Work to be completed => Records follow. Pull out every line that contains "left".
[Data extract — start]
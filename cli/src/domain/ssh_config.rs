//! Document model for `~/.ssh/config` with tool-owned account blocks.
//!
//! The file is split into segments: verbatim text the tool never touches and
//! managed blocks delimited by marker comments. Rendering an unmodified
//! document reproduces the input exactly.
//!
//! Pure functions only — no I/O, no async, no filesystem access.

use crate::domain::account::{Account, Provider};
use crate::domain::error::{AccountError, SshConfigError};

const BEGIN_PREFIX: &str = "# >>> git-account-manager: ";
const BEGIN_SUFFIX: &str = " >>>";
const END_PREFIX: &str = "# <<< git-account-manager: ";
const END_SUFFIX: &str = " <<<";

/// A managed account block and the text it was parsed from.
#[derive(Debug, Clone, PartialEq, Eq)]
pub struct ManagedBlock {
    pub account: Account,
    /// Blank separator line owned by the block (empty when none).
    leading: String,
    /// Original text from begin to end marker, `None` for freshly added blocks.
    raw: Option<String>,
}

impl ManagedBlock {
    fn render(&self) -> String {
        let body = self
            .raw
            .clone()
            .unwrap_or_else(|| render_block(&self.account));
        format!("{}{body}", self.leading)
    }
}

#[derive(Debug, Clone, PartialEq, Eq)]
enum Segment {
    Unmanaged(String),
    Managed(ManagedBlock),
}

/// Parsed `~/.ssh/config`.
#[derive(Debug, Clone, Default, PartialEq, Eq)]
pub struct SshConfigDocument {
    segments: Vec<Segment>,
}

impl SshConfigDocument {
    /// Parse config text into segments.
    ///
    /// # Errors
    ///
    /// Returns an error if a managed block is unterminated, mismatched,
    /// duplicated, or missing one of its required fields.
    pub fn parse(content: &str) -> Result<Self, SshConfigError> {
        let mut segments = Vec::new();
        let mut unmanaged = String::new();
        let mut open: Option<OpenBlock> = None;

        for (idx, line) in content.split_inclusive('\n').enumerate() {
            let line_no = idx + 1;
            let trimmed = line.trim();

            if let Some(alias) = marker_alias(trimmed, BEGIN_PREFIX, BEGIN_SUFFIX) {
                if let Some(block) = open {
                    return Err(SshConfigError::UnclosedBlock {
                        line: block.start_line,
                        alias: block.alias,
                    });
                }
                let leading = take_trailing_blank_line(&mut unmanaged);
                if !unmanaged.is_empty() {
                    segments.push(Segment::Unmanaged(std::mem::take(&mut unmanaged)));
                }
                open = Some(OpenBlock {
                    alias: alias.to_string(),
                    start_line: line_no,
                    leading,
                    text: line.to_string(),
                });
                continue;
            }

            if let Some(alias) = marker_alias(trimmed, END_PREFIX, END_SUFFIX) {
                match open.take() {
                    Some(mut block) if block.alias == alias => {
                        block.text.push_str(line);
                        let managed = block.finish()?;
                        if segments.iter().any(|s| {
                            matches!(s, Segment::Managed(m) if m.account.alias == managed.account.alias)
                        }) {
                            return Err(SshConfigError::DuplicateBlock(managed.account.alias));
                        }
                        segments.push(Segment::Managed(managed));
                    }
                    _ => {
                        return Err(SshConfigError::UnexpectedEnd {
                            line: line_no,
                            alias: alias.to_string(),
                        });
                    }
                }
                continue;
            }

            match open.as_mut() {
                Some(block) => block.text.push_str(line),
                None => unmanaged.push_str(line),
            }
        }

        if let Some(block) = open {
            return Err(SshConfigError::UnclosedBlock {
                line: block.start_line,
                alias: block.alias,
            });
        }
        if !unmanaged.is_empty() {
            segments.push(Segment::Unmanaged(unmanaged));
        }
        Ok(Self { segments })
    }

    /// Render the document back to config text.
    #[must_use]
    pub fn render(&self) -> String {
        self.segments
            .iter()
            .map(|s| match s {
                Segment::Unmanaged(text) => text.clone(),
                Segment::Managed(block) => block.render(),
            })
            .collect()
    }

    /// Managed accounts in file order.
    pub fn accounts(&self) -> impl Iterator<Item = &Account> {
        self.segments.iter().filter_map(|s| match s {
            Segment::Managed(block) => Some(&block.account),
            Segment::Unmanaged(_) => None,
        })
    }

    /// Look up a managed account by alias.
    #[must_use]
    pub fn find(&self, alias: &str) -> Option<&Account> {
        self.accounts().find(|a| a.alias == alias)
    }

    /// `Host` patterns declared outside managed blocks.
    #[must_use]
    pub fn unmanaged_host_patterns(&self) -> Vec<String> {
        self.segments
            .iter()
            .filter_map(|s| match s {
                Segment::Unmanaged(text) => Some(text),
                Segment::Managed(_) => None,
            })
            .flat_map(|text| text.lines())
            .filter_map(|line| {
                let (key, value) = split_directive(line)?;
                key.eq_ignore_ascii_case("host").then_some(value)
            })
            .flat_map(str::split_whitespace)
            .map(str::to_string)
            .collect()
    }

    /// Append a managed block for `account`.
    ///
    /// # Errors
    ///
    /// Returns an error if the alias is already managed or its host alias is
    /// declared by hand elsewhere in the file.
    pub fn add_account(&mut self, account: Account) -> Result<(), AccountError> {
        if self.find(&account.alias).is_some() {
            return Err(AccountError::AlreadyExists(account.alias));
        }
        let host = account.host_alias();
        if self.unmanaged_host_patterns().iter().any(|p| *p == host) {
            return Err(AccountError::HostAliasTaken(host));
        }

        let rendered = self.render();
        if !rendered.is_empty()
            && !rendered.ends_with('\n')
            && let Some(Segment::Unmanaged(text)) = self.segments.last_mut()
        {
            text.push('\n');
        }
        let leading = if rendered.is_empty() { String::new() } else { "\n".to_string() };

        self.segments.push(Segment::Managed(ManagedBlock {
            account,
            leading,
            raw: None,
        }));
        Ok(())
    }

    /// Remove the managed block for `alias`, returning its account.
    ///
    /// # Errors
    ///
    /// Returns an error if no managed block exists for `alias`.
    pub fn remove_account(&mut self, alias: &str) -> Result<Account, AccountError> {
        let idx = self
            .segments
            .iter()
            .position(|s| matches!(s, Segment::Managed(b) if b.account.alias == alias))
            .ok_or_else(|| AccountError::NotFound(alias.to_string()))?;
        let Segment::Managed(block) = self.segments.remove(idx) else {
            return Err(AccountError::NotFound(alias.to_string()));
        };
        self.merge_adjacent_unmanaged();
        Ok(block.account)
    }

    fn merge_adjacent_unmanaged(&mut self) {
        let mut merged: Vec<Segment> = Vec::with_capacity(self.segments.len());
        for segment in self.segments.drain(..) {
            match (merged.last_mut(), segment) {
                (Some(Segment::Unmanaged(prev)), Segment::Unmanaged(next)) => prev.push_str(&next),
                (_, segment) => merged.push(segment),
            }
        }
        self.segments = merged;
    }
}

/// Renders the canonical managed block for `account`.
#[must_use]
pub fn render_block(account: &Account) -> String {
    let alias = &account.alias;
    format!(
        "{BEGIN_PREFIX}{alias}{BEGIN_SUFFIX}\n\
         # name: {name}\n\
         # email: {email}\n\
         # provider: {provider}\n\
         Host {host_alias}\n\
         \x20   HostName {host}\n\
         \x20   User git\n\
         \x20   IdentityFile {identity}\n\
         \x20   IdentitiesOnly yes\n\
         \x20   AddKeysToAgent yes\n\
         {END_PREFIX}{alias}{END_SUFFIX}\n",
        name = account.name,
        email = account.email,
        provider = account.provider,
        host_alias = account.host_alias(),
        host = account.provider.host(),
        identity = account.identity_file,
    )
}

// ── Parsing helpers ───────────────────────────────────────────────────────────

struct OpenBlock {
    alias: String,
    start_line: usize,
    leading: String,
    text: String,
}

impl OpenBlock {
    fn finish(self) -> Result<ManagedBlock, SshConfigError> {
        let mut name = None;
        let mut email = None;
        let mut provider = None;
        let mut identity_file = None;

        for line in self.text.lines() {
            let trimmed = line.trim();
            if let Some(comment) = trimmed.strip_prefix('#') {
                if let Some((key, value)) = comment.trim().split_once(':') {
                    let value = value.trim().to_string();
                    match key.trim() {
                        "name" => name = Some(value),
                        "email" => email = Some(value),
                        "provider" => provider = Some(value),
                        _ => {}
                    }
                }
                continue;
            }
            if let Some((key, value)) = split_directive(trimmed)
                && key.eq_ignore_ascii_case("identityfile")
            {
                identity_file = Some(value.to_string());
            }
        }

        let missing = |field: &'static str| SshConfigError::MissingField {
            line: self.start_line,
            alias: self.alias.clone(),
            field,
        };
        let provider: Provider = provider
            .as_deref()
            .and_then(|p| p.parse().ok())
            .ok_or_else(|| missing("provider"))?;

        Ok(ManagedBlock {
            account: Account {
                alias: self.alias.clone(),
                name: name.ok_or_else(|| missing("name"))?,
                email: email.ok_or_else(|| missing("email"))?,
                provider,
                identity_file: identity_file.ok_or_else(|| missing("IdentityFile"))?,
            },
            leading: self.leading,
            raw: Some(self.text),
        })
    }
}

fn marker_alias<'a>(line: &'a str, prefix: &str, suffix: &str) -> Option<&'a str> {
    let alias = line.strip_prefix(prefix)?.strip_suffix(suffix)?.trim();
    (!alias.is_empty()).then_some(alias)
}

/// Splits `Key Value` or `Key=Value`, ignoring blank lines and comments.
fn split_directive(line: &str) -> Option<(&str, &str)> {
    let line = line.trim();
    if line.is_empty() || line.starts_with('#') {
        return None;
    }
    let (key, value) = match line.split_once('=') {
        Some((k, v)) if !k.trim().contains(char::is_whitespace) => (k.trim(), v.trim()),
        _ => {
            let (k, v) = line.split_once(char::is_whitespace)?;
            (k, v.trim())
        }
    };
    (!value.is_empty()).then_some((key, value))
}

/// If `text` ends with a whitespace-only line, detach and return it.
fn take_trailing_blank_line(text: &mut String) -> String {
    let Some(body) = text.strip_suffix('\n') else {
        return String::new();
    };
    let start = body.rfind('\n').map_or(0, |i| i + 1);
    if !body[start..].trim().is_empty() {
        return String::new();
    }
    text.split_off(start)
}

// ── Unit tests ───────────────────────────────────────────────────────────────
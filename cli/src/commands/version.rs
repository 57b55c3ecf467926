//! Version command

use std::process::ExitCode;

use anyhow::Result;

use crate::app::AppContext;

/// Run the version command.
///
/// # Errors
///
/// Returns an error if JSON serialization fails.
pub fn run(app: &AppContext) -> Result<ExitCode> {
    app.renderer().version(env!("CARGO_PKG_VERSION"))?;
    Ok(ExitCode::SUCCESS)
}
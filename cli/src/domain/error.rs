//! Typed domain error enums.
//!
//! This module has zero imports from `crate::infra`, `crate::commands`,
//! `crate::application`, `tokio`, `std::fs`, `std::process`, or `std::net`.
//! All error types implement `thiserror::Error` and convert to `anyhow::Error`
//! via the `?` operator.

use thiserror::Error;

// ── Account errors ────────────────────────────────────────────────────────────

/// Errors related to account identity and lookup.
#[derive(Debug, Error, PartialEq, Eq)]
pub enum AccountError {
    #[error("Account '{0}' not found. Run 'git-account-manager list' to see managed accounts.")]
    NotFound(String),

    #[error("Account '{0}' already exists. Remove it first: git-account-manager remove {0}")]
    AlreadyExists(String),

    #[error(
        "Invalid account alias '{0}': must match ^[a-z0-9]([a-z0-9_-]{{0,30}}[a-z0-9])?$"
    )]
    InvalidAlias(String),

    #[error("Invalid email address '{0}'")]
    InvalidEmail(String),

    #[error("Invalid name: {0}")]
    InvalidName(String),

    #[error("Unknown provider '{0}'. Valid providers: github, gitlab, bitbucket, custom:<host>")]
    UnknownProvider(String),

    #[error("Unknown key type '{0}'. Valid key types: ed25519, rsa")]
    UnknownKeyType(String),

    #[error("Host alias '{0}' is already defined in ~/.ssh/config outside of a managed block")]
    HostAliasTaken(String),
}

// ── SSH config errors ─────────────────────────────────────────────────────────

/// Errors raised while parsing managed blocks in `~/.ssh/config`.
#[derive(Debug, Error, PartialEq, Eq)]
pub enum SshConfigError {
    #[error("line {line}: managed block '{alias}' is never closed")]
    UnclosedBlock { line: usize, alias: String },

    #[error("line {line}: unexpected end marker for '{alias}'")]
    UnexpectedEnd { line: usize, alias: String },

    #[error("line {line}: managed block '{alias}' is missing its '{field}' field")]
    MissingField {
        line: usize,
        alias: String,
        field: &'static str,
    },

    #[error("managed block '{0}' appears more than once")]
    DuplicateBlock(String),
}

// ── Remote URL errors ─────────────────────────────────────────────────────────

/// Errors related to rewriting Git remote URLs onto an account host alias.
#[derive(Debug, Error, PartialEq, Eq)]
pub enum RemoteUrlError {
    #[error("Unrecognised remote URL '{0}'. Expected git@host:path, ssh://git@host/path or https://host/path")]
    Unrecognised(String),

    #[error("Remote host '{host}' does not belong to provider '{provider}'")]
    ProviderMismatch { host: String, provider: String },

    #[error("Remote URL '{url}' uses SSH port {port}; managed host aliases only connect on port 22")]
    UnsupportedPort { url: String, port: u16 },
}

// ── Backup errors ─────────────────────────────────────────────────────────────

/// Errors related to SSH config snapshots.
#[derive(Debug, Error, PartialEq, Eq)]
pub enum BackupError {
    #[error("No backups found in ~/.ssh/backup_git_accounts/")]
    Empty,

    #[error("Backup '{0}' not found. Run 'git-account-manager backup list' to see available backups.")]
    NotFound(String),

    #[error("Invalid backup name '{0}'")]
    InvalidName(String),
}

// ── Config errors ─────────────────────────────────────────────────────────────

/// Errors related to configuration key/value validation.
#[derive(Debug, Error, PartialEq, Eq)]
pub enum ConfigError {
    #[error("Unknown setting: {key}\n\nValid settings: {valid}")]
    UnknownKey { key: String, valid: String },

    #[error("Invalid value for {key}: {value}\n\nValid values: {valid}")]
    InvalidValue {
        key: String,
        value: String,
        valid: String,
    },
}
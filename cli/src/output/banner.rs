//! Startup banner shown by the bare command and the interactive menu.

use owo_colors::OwoColorize as _;

use crate::output::OutputContext;

pub const TITLE: &str = "MULTI GIT ACCOUNT MANAGER";

const INNER_WIDTH: usize = 46;

/// Banner lines without styling.
#[must_use]
pub fn banner_lines(version: &str) -> Vec<String> {
    let rule = "═".repeat(INNER_WIDTH);
    let center = |text: &str| {
        let len = text.chars().count();
        let left = INNER_WIDTH.saturating_sub(len) / 2;
        let right = INNER_WIDTH.saturating_sub(len + left);
        format!("║{}{text}{}║", " ".repeat(left), " ".repeat(right))
    };
    vec![
        format!("╔{rule}╗"),
        center(TITLE),
        center(&format!("git-account-manager v{version}")),
        format!("╚{rule}╝"),
    ]
}

/// Print the banner to stdout. Not affected by `--quiet`.
pub fn print_banner(ctx: &OutputContext, version: &str) {
    println!();
    for line in banner_lines(version) {
        println!("  {}", line.style(ctx.styles.banner));
    }
    println!();
}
[Data extract — finish]
Exercise solution =>
        let left = INNER_WIDTH.saturating_sub(len) / 2;
        let right = INNER_WIDTH.saturating_sub(len + left);
        format!("║{}{text}{}║", " ".repeat(left), " ".repeat(right))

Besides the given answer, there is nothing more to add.